++++ Provided records ++++

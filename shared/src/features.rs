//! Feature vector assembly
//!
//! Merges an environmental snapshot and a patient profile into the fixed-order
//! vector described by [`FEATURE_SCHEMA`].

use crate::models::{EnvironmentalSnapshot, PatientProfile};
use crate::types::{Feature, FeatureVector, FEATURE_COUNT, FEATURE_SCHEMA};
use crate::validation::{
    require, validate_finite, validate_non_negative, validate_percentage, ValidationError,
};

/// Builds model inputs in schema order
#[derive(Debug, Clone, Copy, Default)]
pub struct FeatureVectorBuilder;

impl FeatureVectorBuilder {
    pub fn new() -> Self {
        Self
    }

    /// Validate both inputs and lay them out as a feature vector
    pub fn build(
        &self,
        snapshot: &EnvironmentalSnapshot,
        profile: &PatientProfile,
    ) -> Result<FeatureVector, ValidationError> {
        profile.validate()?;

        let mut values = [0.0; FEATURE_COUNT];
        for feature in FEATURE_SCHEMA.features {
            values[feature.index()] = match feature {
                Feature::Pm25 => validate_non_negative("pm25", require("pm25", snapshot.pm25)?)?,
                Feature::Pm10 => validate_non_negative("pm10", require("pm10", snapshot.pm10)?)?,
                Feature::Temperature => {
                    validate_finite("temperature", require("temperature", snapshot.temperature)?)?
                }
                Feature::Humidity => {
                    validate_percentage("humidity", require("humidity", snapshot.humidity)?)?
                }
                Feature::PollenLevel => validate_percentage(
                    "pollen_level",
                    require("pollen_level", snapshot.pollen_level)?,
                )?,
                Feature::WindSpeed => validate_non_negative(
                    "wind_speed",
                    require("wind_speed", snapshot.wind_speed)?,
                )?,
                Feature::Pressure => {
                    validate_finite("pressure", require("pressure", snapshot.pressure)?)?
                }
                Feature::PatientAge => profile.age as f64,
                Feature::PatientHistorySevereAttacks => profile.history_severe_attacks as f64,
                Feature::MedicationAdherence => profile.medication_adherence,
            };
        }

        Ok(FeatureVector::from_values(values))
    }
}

++++
++++ Provided records ++++

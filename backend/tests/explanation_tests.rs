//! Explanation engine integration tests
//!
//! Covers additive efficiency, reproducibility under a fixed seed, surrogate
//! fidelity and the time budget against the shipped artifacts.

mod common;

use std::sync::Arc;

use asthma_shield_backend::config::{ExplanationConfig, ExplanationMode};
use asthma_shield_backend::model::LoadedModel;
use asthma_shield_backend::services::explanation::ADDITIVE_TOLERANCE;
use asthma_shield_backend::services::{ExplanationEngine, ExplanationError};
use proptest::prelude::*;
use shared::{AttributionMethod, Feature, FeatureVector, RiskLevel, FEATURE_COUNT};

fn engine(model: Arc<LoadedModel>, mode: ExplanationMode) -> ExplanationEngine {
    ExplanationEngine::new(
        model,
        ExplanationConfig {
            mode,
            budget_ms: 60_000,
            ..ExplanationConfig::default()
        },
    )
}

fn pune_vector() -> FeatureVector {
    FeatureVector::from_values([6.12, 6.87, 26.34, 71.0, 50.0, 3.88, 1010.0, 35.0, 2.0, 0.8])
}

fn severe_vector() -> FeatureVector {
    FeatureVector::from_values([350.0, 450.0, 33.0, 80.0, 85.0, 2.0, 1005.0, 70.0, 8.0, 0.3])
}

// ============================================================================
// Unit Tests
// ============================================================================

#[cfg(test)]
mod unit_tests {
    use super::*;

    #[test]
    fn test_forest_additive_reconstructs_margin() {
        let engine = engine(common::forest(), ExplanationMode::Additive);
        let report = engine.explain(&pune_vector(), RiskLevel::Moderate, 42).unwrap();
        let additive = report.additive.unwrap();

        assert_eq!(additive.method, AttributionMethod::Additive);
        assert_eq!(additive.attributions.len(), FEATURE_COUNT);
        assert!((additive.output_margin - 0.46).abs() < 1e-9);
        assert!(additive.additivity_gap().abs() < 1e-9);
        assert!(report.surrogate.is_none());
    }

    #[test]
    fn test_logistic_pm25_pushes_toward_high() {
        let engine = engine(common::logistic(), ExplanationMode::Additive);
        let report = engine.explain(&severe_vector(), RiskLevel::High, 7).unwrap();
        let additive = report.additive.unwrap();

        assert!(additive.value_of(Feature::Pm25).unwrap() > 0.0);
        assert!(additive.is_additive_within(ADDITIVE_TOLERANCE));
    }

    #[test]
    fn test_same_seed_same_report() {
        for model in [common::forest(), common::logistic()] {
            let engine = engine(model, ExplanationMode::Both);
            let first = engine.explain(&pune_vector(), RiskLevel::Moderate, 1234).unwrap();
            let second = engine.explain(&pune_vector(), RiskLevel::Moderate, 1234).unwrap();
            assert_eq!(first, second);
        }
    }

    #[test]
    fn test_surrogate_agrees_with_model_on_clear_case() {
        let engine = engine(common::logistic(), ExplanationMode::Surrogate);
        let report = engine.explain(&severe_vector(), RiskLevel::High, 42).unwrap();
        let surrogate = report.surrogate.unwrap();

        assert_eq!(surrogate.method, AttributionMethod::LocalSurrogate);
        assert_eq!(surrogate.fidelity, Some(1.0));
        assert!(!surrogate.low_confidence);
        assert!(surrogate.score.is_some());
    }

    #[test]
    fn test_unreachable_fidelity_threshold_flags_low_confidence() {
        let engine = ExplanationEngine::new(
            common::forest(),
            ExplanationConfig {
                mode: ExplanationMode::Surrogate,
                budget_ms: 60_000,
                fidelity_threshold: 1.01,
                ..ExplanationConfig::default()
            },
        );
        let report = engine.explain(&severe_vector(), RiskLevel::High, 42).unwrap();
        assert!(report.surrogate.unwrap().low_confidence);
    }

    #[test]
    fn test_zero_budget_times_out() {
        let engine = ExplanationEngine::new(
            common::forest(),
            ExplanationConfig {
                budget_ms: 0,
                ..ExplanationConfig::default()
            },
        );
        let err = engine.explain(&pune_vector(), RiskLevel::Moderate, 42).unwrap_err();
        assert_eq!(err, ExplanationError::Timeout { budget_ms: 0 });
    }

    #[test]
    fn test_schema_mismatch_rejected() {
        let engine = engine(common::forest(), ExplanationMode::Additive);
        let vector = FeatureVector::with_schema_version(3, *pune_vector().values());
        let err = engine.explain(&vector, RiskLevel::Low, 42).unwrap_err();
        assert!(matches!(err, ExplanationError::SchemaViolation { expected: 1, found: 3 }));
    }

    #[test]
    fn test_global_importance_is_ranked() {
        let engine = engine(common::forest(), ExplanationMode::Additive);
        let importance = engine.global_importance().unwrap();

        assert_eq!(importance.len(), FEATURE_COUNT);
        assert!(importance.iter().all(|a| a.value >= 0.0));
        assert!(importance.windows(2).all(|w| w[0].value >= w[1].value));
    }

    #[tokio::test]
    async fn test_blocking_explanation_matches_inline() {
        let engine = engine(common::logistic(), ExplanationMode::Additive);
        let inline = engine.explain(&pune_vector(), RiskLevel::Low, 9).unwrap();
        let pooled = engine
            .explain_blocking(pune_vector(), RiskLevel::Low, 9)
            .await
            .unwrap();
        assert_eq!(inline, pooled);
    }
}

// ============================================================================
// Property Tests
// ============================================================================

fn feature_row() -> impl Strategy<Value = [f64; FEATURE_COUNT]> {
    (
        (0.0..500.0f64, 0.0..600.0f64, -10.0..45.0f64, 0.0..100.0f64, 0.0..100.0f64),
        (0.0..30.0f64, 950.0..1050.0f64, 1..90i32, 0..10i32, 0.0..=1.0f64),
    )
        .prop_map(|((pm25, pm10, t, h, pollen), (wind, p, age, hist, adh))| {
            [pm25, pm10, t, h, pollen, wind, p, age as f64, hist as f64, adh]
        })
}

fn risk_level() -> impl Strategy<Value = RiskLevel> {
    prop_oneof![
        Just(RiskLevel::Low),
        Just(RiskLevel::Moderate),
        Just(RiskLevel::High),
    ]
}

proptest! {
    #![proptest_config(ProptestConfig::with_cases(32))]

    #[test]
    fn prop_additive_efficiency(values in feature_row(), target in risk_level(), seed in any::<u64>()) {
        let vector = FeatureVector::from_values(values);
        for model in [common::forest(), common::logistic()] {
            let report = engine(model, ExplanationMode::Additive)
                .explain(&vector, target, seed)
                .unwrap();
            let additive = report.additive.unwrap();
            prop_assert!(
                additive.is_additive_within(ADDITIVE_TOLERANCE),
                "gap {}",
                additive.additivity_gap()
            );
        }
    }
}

++++
++++ Provided records ++++

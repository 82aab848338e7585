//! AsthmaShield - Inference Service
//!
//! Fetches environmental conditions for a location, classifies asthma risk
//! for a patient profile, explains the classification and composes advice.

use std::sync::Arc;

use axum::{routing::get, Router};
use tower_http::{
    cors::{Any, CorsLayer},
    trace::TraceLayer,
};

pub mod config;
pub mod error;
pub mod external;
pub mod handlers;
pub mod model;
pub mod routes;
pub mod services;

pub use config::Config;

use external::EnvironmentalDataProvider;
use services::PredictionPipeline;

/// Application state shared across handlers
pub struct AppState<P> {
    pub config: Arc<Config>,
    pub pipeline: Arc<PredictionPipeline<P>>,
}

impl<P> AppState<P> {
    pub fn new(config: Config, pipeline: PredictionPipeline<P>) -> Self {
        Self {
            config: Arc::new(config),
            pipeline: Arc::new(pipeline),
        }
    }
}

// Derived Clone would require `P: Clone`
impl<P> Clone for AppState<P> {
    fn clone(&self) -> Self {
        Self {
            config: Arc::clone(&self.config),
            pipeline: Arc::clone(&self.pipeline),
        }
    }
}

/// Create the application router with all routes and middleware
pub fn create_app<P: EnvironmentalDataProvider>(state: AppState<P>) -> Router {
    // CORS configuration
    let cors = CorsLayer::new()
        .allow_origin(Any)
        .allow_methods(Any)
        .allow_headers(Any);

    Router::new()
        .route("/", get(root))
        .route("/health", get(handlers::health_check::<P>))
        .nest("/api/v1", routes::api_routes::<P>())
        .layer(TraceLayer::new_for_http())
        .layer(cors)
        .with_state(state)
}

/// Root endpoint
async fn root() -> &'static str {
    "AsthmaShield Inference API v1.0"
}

++++

Task details:
What belongs in the answer is each line of the data that has the word "require".

Response area:
    require, validate_finite, validate_non_negative, validate_percentage, ValidationError,
                Feature::Pm25 => validate_non_negative("pm25", require("pm25", snapshot.pm25)?)?,
                Feature::Pm10 => validate_non_negative("pm10", require("pm10", snapshot.pm10)?)?,
                    validate_finite("temperature", require("temperature", snapshot.temperature)?)?
                    validate_percentage("humidity", require("humidity", snapshot.humidity)?)?
                    require("pollen_level", snapshot.pollen_level)?,
                    require("wind_speed", snapshot.wind_speed)?,
                    validate_finite("pressure", require("pressure", snapshot.pressure)?)?
// Derived Clone would require `P: Clone`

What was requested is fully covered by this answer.